Stored data entries
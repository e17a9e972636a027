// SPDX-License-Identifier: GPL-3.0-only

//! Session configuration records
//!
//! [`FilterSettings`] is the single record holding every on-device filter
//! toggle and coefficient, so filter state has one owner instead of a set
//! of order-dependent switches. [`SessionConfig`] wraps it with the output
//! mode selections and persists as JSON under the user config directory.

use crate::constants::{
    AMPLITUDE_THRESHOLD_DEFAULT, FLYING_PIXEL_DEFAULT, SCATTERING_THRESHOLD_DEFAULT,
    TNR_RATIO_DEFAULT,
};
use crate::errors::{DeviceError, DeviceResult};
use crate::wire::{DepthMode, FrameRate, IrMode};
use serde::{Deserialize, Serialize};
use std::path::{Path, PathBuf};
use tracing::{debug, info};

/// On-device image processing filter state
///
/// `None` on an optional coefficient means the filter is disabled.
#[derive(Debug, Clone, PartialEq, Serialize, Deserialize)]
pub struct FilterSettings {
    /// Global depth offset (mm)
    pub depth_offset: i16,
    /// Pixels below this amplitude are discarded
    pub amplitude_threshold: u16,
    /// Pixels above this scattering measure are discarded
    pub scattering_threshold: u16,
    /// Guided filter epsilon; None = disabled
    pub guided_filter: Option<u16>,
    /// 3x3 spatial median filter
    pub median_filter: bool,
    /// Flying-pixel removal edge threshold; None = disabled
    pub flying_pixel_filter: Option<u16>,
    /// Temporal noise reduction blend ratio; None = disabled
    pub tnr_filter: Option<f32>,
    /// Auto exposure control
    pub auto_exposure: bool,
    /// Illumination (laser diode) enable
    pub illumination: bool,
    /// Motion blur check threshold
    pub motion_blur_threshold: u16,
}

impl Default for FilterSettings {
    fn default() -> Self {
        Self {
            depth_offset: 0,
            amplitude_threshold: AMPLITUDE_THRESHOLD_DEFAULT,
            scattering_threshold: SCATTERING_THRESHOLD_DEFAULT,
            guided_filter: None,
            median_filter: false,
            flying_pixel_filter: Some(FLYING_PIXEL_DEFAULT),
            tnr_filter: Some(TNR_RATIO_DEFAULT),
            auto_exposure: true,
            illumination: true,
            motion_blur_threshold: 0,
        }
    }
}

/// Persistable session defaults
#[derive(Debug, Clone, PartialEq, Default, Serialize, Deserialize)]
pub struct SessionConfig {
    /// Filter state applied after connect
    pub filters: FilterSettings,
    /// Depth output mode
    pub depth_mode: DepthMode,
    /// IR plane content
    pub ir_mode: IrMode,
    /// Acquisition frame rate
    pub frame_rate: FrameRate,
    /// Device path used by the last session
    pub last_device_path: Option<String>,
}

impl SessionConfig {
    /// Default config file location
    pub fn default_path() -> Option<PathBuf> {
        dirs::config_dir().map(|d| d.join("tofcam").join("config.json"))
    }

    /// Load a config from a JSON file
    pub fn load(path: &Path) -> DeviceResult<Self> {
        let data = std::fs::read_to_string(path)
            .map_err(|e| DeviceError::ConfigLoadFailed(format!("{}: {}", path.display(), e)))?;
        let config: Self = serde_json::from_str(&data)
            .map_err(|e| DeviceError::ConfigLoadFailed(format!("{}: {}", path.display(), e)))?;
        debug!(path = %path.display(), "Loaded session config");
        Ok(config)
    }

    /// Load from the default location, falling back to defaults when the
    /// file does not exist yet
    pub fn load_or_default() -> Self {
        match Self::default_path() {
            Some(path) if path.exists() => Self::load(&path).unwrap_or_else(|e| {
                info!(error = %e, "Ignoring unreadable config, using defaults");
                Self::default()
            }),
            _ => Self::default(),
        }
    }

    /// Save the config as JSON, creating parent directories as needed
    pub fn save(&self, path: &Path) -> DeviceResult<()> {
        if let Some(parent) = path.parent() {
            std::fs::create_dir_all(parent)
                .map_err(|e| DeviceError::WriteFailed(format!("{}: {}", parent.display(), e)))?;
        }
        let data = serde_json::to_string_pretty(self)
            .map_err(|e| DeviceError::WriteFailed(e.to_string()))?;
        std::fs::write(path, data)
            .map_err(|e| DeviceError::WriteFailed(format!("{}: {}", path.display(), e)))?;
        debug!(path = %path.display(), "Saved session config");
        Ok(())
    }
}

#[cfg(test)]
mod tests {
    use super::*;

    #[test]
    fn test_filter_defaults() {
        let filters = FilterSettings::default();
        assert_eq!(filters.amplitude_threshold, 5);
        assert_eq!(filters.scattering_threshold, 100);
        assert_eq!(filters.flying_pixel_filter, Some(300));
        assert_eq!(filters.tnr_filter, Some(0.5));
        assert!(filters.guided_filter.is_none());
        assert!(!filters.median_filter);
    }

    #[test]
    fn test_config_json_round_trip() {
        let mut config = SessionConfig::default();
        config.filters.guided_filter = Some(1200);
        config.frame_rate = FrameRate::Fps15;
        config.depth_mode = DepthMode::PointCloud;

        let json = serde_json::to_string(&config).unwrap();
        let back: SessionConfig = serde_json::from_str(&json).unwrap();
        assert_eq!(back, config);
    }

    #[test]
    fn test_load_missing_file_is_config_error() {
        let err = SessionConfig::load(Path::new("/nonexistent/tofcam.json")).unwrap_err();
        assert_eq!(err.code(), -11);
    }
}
...
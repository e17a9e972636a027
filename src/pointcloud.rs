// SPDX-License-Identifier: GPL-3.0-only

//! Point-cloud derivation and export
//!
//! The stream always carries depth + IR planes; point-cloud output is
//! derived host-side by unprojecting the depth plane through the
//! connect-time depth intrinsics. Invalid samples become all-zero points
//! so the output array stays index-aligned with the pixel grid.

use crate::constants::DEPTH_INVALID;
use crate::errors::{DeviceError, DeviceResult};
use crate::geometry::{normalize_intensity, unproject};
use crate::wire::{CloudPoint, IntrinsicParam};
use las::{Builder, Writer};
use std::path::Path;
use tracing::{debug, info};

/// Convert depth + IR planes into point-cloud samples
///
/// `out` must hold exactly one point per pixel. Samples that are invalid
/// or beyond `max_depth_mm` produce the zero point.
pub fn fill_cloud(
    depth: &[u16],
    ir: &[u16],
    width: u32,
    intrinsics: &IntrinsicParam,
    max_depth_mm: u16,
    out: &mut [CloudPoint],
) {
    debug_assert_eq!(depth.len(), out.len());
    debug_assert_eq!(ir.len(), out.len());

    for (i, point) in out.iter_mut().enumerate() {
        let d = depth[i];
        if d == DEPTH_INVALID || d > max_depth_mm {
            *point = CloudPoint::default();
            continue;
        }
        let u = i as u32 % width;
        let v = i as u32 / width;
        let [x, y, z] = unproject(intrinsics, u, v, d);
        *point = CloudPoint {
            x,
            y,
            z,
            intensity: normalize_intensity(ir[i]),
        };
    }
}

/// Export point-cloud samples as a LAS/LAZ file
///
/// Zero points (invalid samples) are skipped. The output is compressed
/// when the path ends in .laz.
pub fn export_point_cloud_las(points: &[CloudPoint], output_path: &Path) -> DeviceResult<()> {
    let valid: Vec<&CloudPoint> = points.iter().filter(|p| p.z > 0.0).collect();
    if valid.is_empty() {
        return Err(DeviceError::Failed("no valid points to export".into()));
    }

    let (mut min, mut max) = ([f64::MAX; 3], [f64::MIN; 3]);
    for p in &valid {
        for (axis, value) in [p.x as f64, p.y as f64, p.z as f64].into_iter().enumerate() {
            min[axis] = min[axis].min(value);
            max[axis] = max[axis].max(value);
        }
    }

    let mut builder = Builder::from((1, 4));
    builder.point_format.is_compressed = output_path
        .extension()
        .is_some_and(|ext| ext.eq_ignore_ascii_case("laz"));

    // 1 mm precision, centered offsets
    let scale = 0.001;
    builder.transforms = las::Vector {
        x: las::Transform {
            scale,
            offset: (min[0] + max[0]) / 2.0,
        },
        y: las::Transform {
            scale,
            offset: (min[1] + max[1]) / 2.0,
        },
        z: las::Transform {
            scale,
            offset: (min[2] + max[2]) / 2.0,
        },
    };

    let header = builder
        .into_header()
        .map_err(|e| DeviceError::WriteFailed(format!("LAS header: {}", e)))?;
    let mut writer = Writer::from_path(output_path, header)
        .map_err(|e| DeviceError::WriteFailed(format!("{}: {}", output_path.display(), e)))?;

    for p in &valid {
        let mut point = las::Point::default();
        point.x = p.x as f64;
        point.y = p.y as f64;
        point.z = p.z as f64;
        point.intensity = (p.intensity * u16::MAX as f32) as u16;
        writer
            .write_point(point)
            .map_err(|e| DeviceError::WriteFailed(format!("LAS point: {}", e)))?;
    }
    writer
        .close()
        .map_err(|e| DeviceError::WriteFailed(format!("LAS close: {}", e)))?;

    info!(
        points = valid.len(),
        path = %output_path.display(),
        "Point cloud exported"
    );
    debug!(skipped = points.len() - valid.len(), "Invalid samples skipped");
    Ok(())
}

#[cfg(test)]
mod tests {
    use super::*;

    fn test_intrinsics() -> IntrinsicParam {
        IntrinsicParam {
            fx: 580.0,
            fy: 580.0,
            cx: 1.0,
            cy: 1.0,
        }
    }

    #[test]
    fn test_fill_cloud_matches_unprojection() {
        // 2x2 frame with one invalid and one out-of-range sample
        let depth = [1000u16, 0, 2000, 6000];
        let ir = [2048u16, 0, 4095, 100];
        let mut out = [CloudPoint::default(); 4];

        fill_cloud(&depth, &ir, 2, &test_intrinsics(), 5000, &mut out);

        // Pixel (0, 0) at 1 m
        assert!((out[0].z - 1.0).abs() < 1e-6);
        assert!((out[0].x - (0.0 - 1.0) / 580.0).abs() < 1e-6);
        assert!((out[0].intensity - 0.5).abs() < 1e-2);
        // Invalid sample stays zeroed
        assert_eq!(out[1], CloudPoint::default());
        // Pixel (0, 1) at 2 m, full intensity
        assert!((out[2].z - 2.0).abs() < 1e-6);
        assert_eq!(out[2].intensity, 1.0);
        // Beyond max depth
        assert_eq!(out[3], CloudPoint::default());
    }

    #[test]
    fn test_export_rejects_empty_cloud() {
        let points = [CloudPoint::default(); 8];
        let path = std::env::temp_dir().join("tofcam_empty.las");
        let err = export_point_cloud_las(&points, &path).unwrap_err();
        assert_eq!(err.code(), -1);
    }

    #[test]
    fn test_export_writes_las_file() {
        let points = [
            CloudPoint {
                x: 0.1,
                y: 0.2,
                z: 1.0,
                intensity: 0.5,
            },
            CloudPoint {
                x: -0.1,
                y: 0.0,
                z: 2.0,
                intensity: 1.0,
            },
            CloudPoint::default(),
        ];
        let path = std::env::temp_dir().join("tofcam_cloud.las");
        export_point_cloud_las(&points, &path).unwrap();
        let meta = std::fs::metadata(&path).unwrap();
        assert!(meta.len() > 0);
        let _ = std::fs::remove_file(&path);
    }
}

* _Description of the task_
For each line of the data that includes the word "axis", return a copy of it.

* _Solution_
        for (axis, value) in [p.x as f64, p.y as f64, p.z as f64].into_iter().enumerate() {
            min[axis] = min[axis].min(value);
            max[axis] = max[axis].max(value);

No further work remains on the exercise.